Ahora que ya puedo decir que he dedicado mi primer año a la enseñanza, reglada y no reglada, creo que puedo detenerme un poco a reflexionar sobre ello.
Ya desde antes de terminar la carrera sabía que estar al frente de una clase con niños es lo que más me llena en esta vida, no encuentro las palabras necesarias para describirlo tal y como lo siento. Y con esta sabiduría pensé que dando clases extraescolares el sentimiento sería parecido.
Pero la realidad quedó lejos de la lógica, lo he pasado bien, por supuesto, y he aprendido un montón de las extraescolares en las que he participado (la mayoría enfocadas a la robótica y programación), y creo que puedo decir que los niños también se han divertido y han aprendido conmigo. Y aun así… no me he sentido completa, porque creo que muchas cosas se podrían hacer mejor.
No voy a hablar del sueldo ni de todo el trabajo que hay detrás de las extraescolares, pero sí de la motivación de los chavales. Yo recuerdo ir emocionada a cualquier actividad extraescolar a la que me apuntasen, porque tenía ganas, porque era lo que quería hacer. Pero ahora todo eso ha cambiado… te encuentras a niños que ni siquiera quieren estar en ese lugar, que están apuntados sin siquiera saberlo, y aunque no es una mayoría, pero también te encuentras con padres que te exigen que su hijo aprenda lo que ellos creen que le vas a enseñar. Y toda esa presión, ese ambiente… está sobre los niños, niños que saben que sus familias les han apuntado porque no pueden ir antes a recogerles, niños que están desde las 8 a.m. hasta las 6 p.m. en el colegio y que a las horas que vas a intentar que se diviertan, están cansados y deseando volver a casa.

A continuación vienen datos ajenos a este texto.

//! Socket plumbing
//!
//! Each connection runs as a reader task and a writer task. The reader
//! appends bounded chunks to a byte buffer and loops the codec until it
//! yields nothing, posting each decoded value into the hub's event channel.
//! The writer drains an unbounded queue of already-encoded chunks. A
//! zero-byte read, an I/O error, or unrecoverable framing damage tears the
//! connection down, never retried, and the closed event lets the hub
//! release everything the connection owned.

pub mod conn;

use std::sync::atomic::{AtomicU64, Ordering};
use std::sync::Arc;

use tokio::net::{TcpListener, TcpStream};
use tokio::sync::mpsc;

use crate::config::{ActorSpec, ListenConfig};
use crate::error::Result;
use crate::hub::HubEvent;

/// Connection id allocator shared by the listener and the dialer
#[derive(Debug, Default)]
pub struct ConnIds(AtomicU64);

impl ConnIds {
    /// Create a new allocator starting at 1
    pub fn new() -> Self {
        Self(AtomicU64::new(1))
    }

    /// Allocate the next connection id
    pub fn next(&self) -> u64 {
        self.0.fetch_add(1, Ordering::Relaxed)
    }
}

/// Spawns outbound actor connections
#[derive(Clone)]
pub struct Dialer {
    conn_ids: Arc<ConnIds>,
    events_tx: mpsc::Sender<HubEvent>,
    scratch_dir: std::path::PathBuf,
}

impl Dialer {
    /// Create a dialer posting into the hub's event channel
    pub fn new(
        conn_ids: Arc<ConnIds>,
        events_tx: mpsc::Sender<HubEvent>,
        scratch_dir: std::path::PathBuf,
    ) -> Self {
        Self {
            conn_ids,
            events_tx,
            scratch_dir,
        }
    }

    /// Dial one configured actor in the background
    pub fn dial(&self, spec: ActorSpec) {
        let conn_id = self.conn_ids.next();
        let events_tx = self.events_tx.clone();
        let scratch_dir = self.scratch_dir.clone();

        tokio::spawn(async move {
            tracing::info!(actor = %spec.name, addr = %spec.addr, "dialing actor");
            match TcpStream::connect(&spec.addr).await {
                Ok(socket) => {
                    if let Err(e) = socket.set_nodelay(true) {
                        tracing::debug!(error = %e, "cannot set nodelay");
                    }
                    conn::run_actor_connection(socket, conn_id, spec, scratch_dir, events_tx)
                        .await;
                }
                Err(e) => {
                    tracing::error!(actor = %spec.name, addr = %spec.addr, error = %e, "dial failed");
                }
            }
        });
    }
}

/// Accept commander connections until the listener socket fails
pub async fn listen_commanders(
    listen: ListenConfig,
    conn_ids: Arc<ConnIds>,
    events_tx: mpsc::Sender<HubEvent>,
) -> Result<()> {
    let listener = TcpListener::bind(&listen.commanders).await?;
    tracing::info!(addr = %listen.commanders, needs_auth = listen.needs_auth, "listening for commanders");

    loop {
        match listener.accept().await {
            Ok((socket, peer_addr)) => {
                if let Err(e) = socket.set_nodelay(true) {
                    tracing::debug!(error = %e, "cannot set nodelay");
                }
                let conn_id = conn_ids.next();
                let events_tx = events_tx.clone();
                tracing::debug!(conn_id, peer = %peer_addr, "commander connection accepted");
                tokio::spawn(async move {
                    conn::run_commander_connection(socket, conn_id, peer_addr, events_tx).await;
                });
            }
            Err(e) => {
                tracing::error!(error = %e, "accept failed");
            }
        }
    }
}

#[cfg(test)]
mod tests {
    use super::*;

    #[test]
    fn test_conn_id_allocation() {
        let ids = ConnIds::new();
        let a = ids.next();
        let b = ids.next();
        assert_ne!(a, 0);
        assert_ne!(a, b);
    }
}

Para las familias y muchas empresas, las extraescolares siguen siendo como eran hace unos años, una extensión de los estudios que nos permitía desarrollarnos en aquello que nos gustaba: romperse el uniforme corriendo tras un balón, al año siguiente mancharlo de pintura, al siguiente cambiarlo por un kimono… probar todas aquellas cosas que nos gustaban, porque había tiempo para hacerlo. ¿Lo hay hoy en día? Los adultos corremos de un lado para otro sin parar y arrastramos a los niños en un ritmo de vida que no les deja tiempo para jugar ni divertirse ni reírse. Quizá sea hora de darles ese tiempo, porque lo que no están probando son las risas, llantos y sonrisas de las que nosotros disfrutamos, dentro y fuera del colegio; en clase, en una extraescolar, en el parque o en casa. Dejemos a los niños ser niños, ya tendrán tiempo de ser adultos.